And so a unit for forcefulness is actually the kilogram-meter per 2nd squared. Notwithstanding, no i really says that. The unit for force is named subsequently Isaac Newton, and it is called the 'Newton', abbreviated 'N'. Ane Newton is one kilogram-meter per second squared.
Another almost identical way to call up almost the force unit of measurement is that one Newton is the size of a strength needed to accelerate a mass of one kilogram at a rate of one meter per second squared, every bit in:
Calculations and algebra
Here is a slideshow that shows three bones issues using F=ga. Also presented is the algebra used to rearrange the formula when solving for mass or acceleration.
Unit relationships
Later going through the higher up slideshow, one might wonder how the units for these equations resolve. For example, the following is true:
a = F / m
Only how does an dispatch unit of measurement (on the left) go the same as a force unit divided by a mass unit of measurement (on the correct)? All of this is explained in the post-obit scrolling panels.
Self-examination problems
Here are some problems that work with basic F=ma algebra. All of that is explained in the 'Calculating with F=ma' sit-in above. Each trouble page has a back button that volition return y'all to this page.
Vector directions
Here we will show that in the equation F=granda the acceleration vector, a, has the same direction as the net force vector, F.

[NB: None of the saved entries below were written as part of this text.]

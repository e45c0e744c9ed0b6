use serde::{Deserialize, Serialize};

/// Cash breakdown as returned by `GET /equity/account/cash`.
#[derive(Debug, Clone, PartialEq, Serialize, Deserialize)]
#[serde(rename_all = "camelCase")]
pub struct AccountCash {
    /// Cash available to trade
    pub free: f64,
    /// Total account value (cash + invested + unrealised P/L)
    pub total: f64,
    /// Unrealised profit/loss of open positions
    pub ppl: f64,
    /// Realised profit/loss
    pub result: f64,
    /// Cost basis of open positions
    pub invested: f64,
    #[serde(default)]
    pub pie_cash: f64,
    /// Cash reserved by pending orders
    #[serde(default)]
    pub blocked: Option<f64>,
}

/// Account metadata as returned by `GET /equity/account/info`.
#[derive(Debug, Clone, PartialEq, Serialize, Deserialize)]
#[serde(rename_all = "camelCase")]
pub struct AccountInfo {
    pub id: i64,
    pub currency_code: String,
}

First, recall that when nosotros multiply a scalar times a vector, the effect is a vector that has the same direction equally the original. And then if nosotros multiply scalar 2 times vector P we get a vector as the result which has the same direction every bit vector P. We could requite this result vector a name, say Q. This is all shown in the post-obit animation:
Now let's see how all this works out with the F and the a vector in the equation F=thoua. Note that the right side of the equation is mass times acceleration. Mass is a scalar, and acceleration is a vector. So the right side of this equation is a scalar times a vector. This multiplication yields a vector that is called the forcefulness vector, or F, which is on the left side of the equation.
As above with P and Q, vector a is in the aforementioned direction as vector F. Therefore, the dispatch of an object is in the same direction of the applied net forcefulness. Here is another animation showing all of this for the a and F vectors:
And and then we have shown that the formula F=ma contains the information that an object'southward dispatch vector is aimed in the same management as its practical cyberspace force vector.

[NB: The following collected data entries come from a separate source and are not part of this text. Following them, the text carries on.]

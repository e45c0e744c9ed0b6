use serde::{Deserialize, Serialize};

/// An open position as returned by `GET /equity/portfolio`.
#[derive(Debug, Clone, PartialEq, Serialize, Deserialize)]
#[serde(rename_all = "camelCase")]
pub struct Position {
    /// Instrument ticker (e.g., "AAPL_US_EQ")
    pub ticker: String,
    pub quantity: f64,
    /// Average fill price in instrument currency
    pub average_price: f64,
    /// Last price in instrument currency
    pub current_price: f64,
    /// Unrealised P/L in account currency
    pub ppl: f64,
    /// FX component of the P/L, when the instrument is in another currency
    #[serde(default)]
    pub fx_ppl: Option<f64>,
    #[serde(default)]
    pub initial_fill_date: Option<String>,
    /// Where the position was opened ("API", "IOS", "WEB", ...)
    #[serde(default)]
    pub frontend: Option<String>,
}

Direct and changed proportions
In that location is a direct proportion between acceleration and practical cyberspace force.
Data about direct proportions can be found here.

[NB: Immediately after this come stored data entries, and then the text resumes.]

use std::collections::HashMap;
use std::sync::Mutex;
use std::time::{Duration, Instant};
use uuid::Uuid;

use crate::models::endpoint::Endpoint;

/// Cache key: (account id, endpoint)
pub type CacheKey = (Uuid, Endpoint);

#[derive(Debug, Clone)]
struct CacheEntry<V> {
    value: V,
    fetched_at: Instant,
    /// Set by an explicit refresh: never fresh again, still usable as stale
    expired: bool,
}

/// In-memory cache of upstream responses.
///
/// Cache strategy:
/// - **Fresh** reads: an entry younger than the endpoint TTL answers the
///   request without touching upstream.
/// - **Stale** reads: after an upstream failure or a local rate-limit
///   rejection, an entry younger than the grace period is served instead,
///   labelled stale by the caller.
/// - Entries older than the grace period are useless and get pruned.
pub struct ResponseCache<V> {
    entries: Mutex<HashMap<CacheKey, CacheEntry<V>>>,
}

impl<V: Clone> ResponseCache<V> {
    pub fn new() -> Self {
        Self {
            entries: Mutex::new(HashMap::new()),
        }
    }

    /// Value younger than `ttl` at `now`. A zero TTL never hits.
    pub fn get_fresh_at(&self, key: CacheKey, ttl: Duration, now: Instant) -> Option<V> {
        let entries = self.entries.lock().unwrap_or_else(|e| e.into_inner());
        entries
            .get(&key)
            .filter(|entry| {
                !entry.expired && now.saturating_duration_since(entry.fetched_at) < ttl
            })
            .map(|entry| entry.value.clone())
    }

    pub fn get_fresh(&self, key: CacheKey, ttl: Duration) -> Option<V> {
        self.get_fresh_at(key, ttl, Instant::now())
    }

    /// Value no older than `grace` at `now`, regardless of TTL.
    pub fn get_stale_at(&self, key: CacheKey, grace: Duration, now: Instant) -> Option<V> {
        let entries = self.entries.lock().unwrap_or_else(|e| e.into_inner());
        entries
            .get(&key)
            .filter(|entry| now.saturating_duration_since(entry.fetched_at) <= grace)
            .map(|entry| entry.value.clone())
    }

    pub fn get_stale(&self, key: CacheKey, grace: Duration) -> Option<V> {
        self.get_stale_at(key, grace, Instant::now())
    }

    /// Age of the cached entry at `now`, if any.
    pub fn age_at(&self, key: CacheKey, now: Instant) -> Option<Duration> {
        let entries = self.entries.lock().unwrap_or_else(|e| e.into_inner());
        entries
            .get(&key)
            .map(|entry| now.saturating_duration_since(entry.fetched_at))
    }

    /// Insert or replace an entry fetched at `fetched_at`.
    pub fn insert_at(&self, key: CacheKey, value: V, fetched_at: Instant) {
        let mut entries = self.entries.lock().unwrap_or_else(|e| e.into_inner());
        entries.insert(
            key,
            CacheEntry {
                value,
                fetched_at,
                expired: false,
            },
        );
    }

    pub fn insert(&self, key: CacheKey, value: V) {
        self.insert_at(key, value, Instant::now());
    }

    /// Drop every entry of an account. Returns how many were removed.
    pub fn invalidate(&self, account: Uuid) -> usize {
        let mut entries = self.entries.lock().unwrap_or_else(|e| e.into_inner());
        let before = entries.len();
        entries.retain(|(id, _), _| *id != account);
        before - entries.len()
    }

    /// Stop serving an account's entries as fresh, keeping them for stale
    /// fallback. Returns how many were marked.
    pub fn mark_expired(&self, account: Uuid) -> usize {
        let mut entries = self.entries.lock().unwrap_or_else(|e| e.into_inner());
        let mut marked = 0;
        for ((id, _), entry) in entries.iter_mut() {
            if *id == account && !entry.expired {
                entry.expired = true;
                marked += 1;
            }
        }
        marked
    }

    /// Drop one endpoint of one account.
    pub fn invalidate_endpoint(&self, key: CacheKey) -> bool {
        let mut entries = self.entries.lock().unwrap_or_else(|e| e.into_inner());
        entries.remove(&key).is_some()
    }

    /// Remove entries older than `grace` at `now`. Returns how many were removed.
    pub fn prune_at(&self, grace: Duration, now: Instant) -> usize {
        let mut entries = self.entries.lock().unwrap_or_else(|e| e.into_inner());
        let before = entries.len();
        entries.retain(|_, entry| now.saturating_duration_since(entry.fetched_at) <= grace);
        before - entries.len()
    }

    pub fn prune(&self, grace: Duration) -> usize {
        self.prune_at(grace, Instant::now())
    }

    pub fn clear(&self) {
        let mut entries = self.entries.lock().unwrap_or_else(|e| e.into_inner());
        entries.clear();
    }

    pub fn len(&self) -> usize {
        self.entries.lock().unwrap_or_else(|e| e.into_inner()).len()
    }

    pub fn is_empty(&self) -> bool {
        self.len() == 0
    }
}

impl<V: Clone> Default for ResponseCache<V> {
    fn default() -> Self {
        Self::new()
    }
}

Let'southward see if the equation F=ma contains the direct proportion between force, F, and dispatch, a. That is, does F=ma contain the data that acceleration is directly proportional to the applied net strength?
If acceleration is directly proportional to the applied net force, then by whatever factor acceleration changes, force changes by the same factor. To see this nosotros will need to consider an object with constant mass. Let'south consider an object with a mass of 5 kg.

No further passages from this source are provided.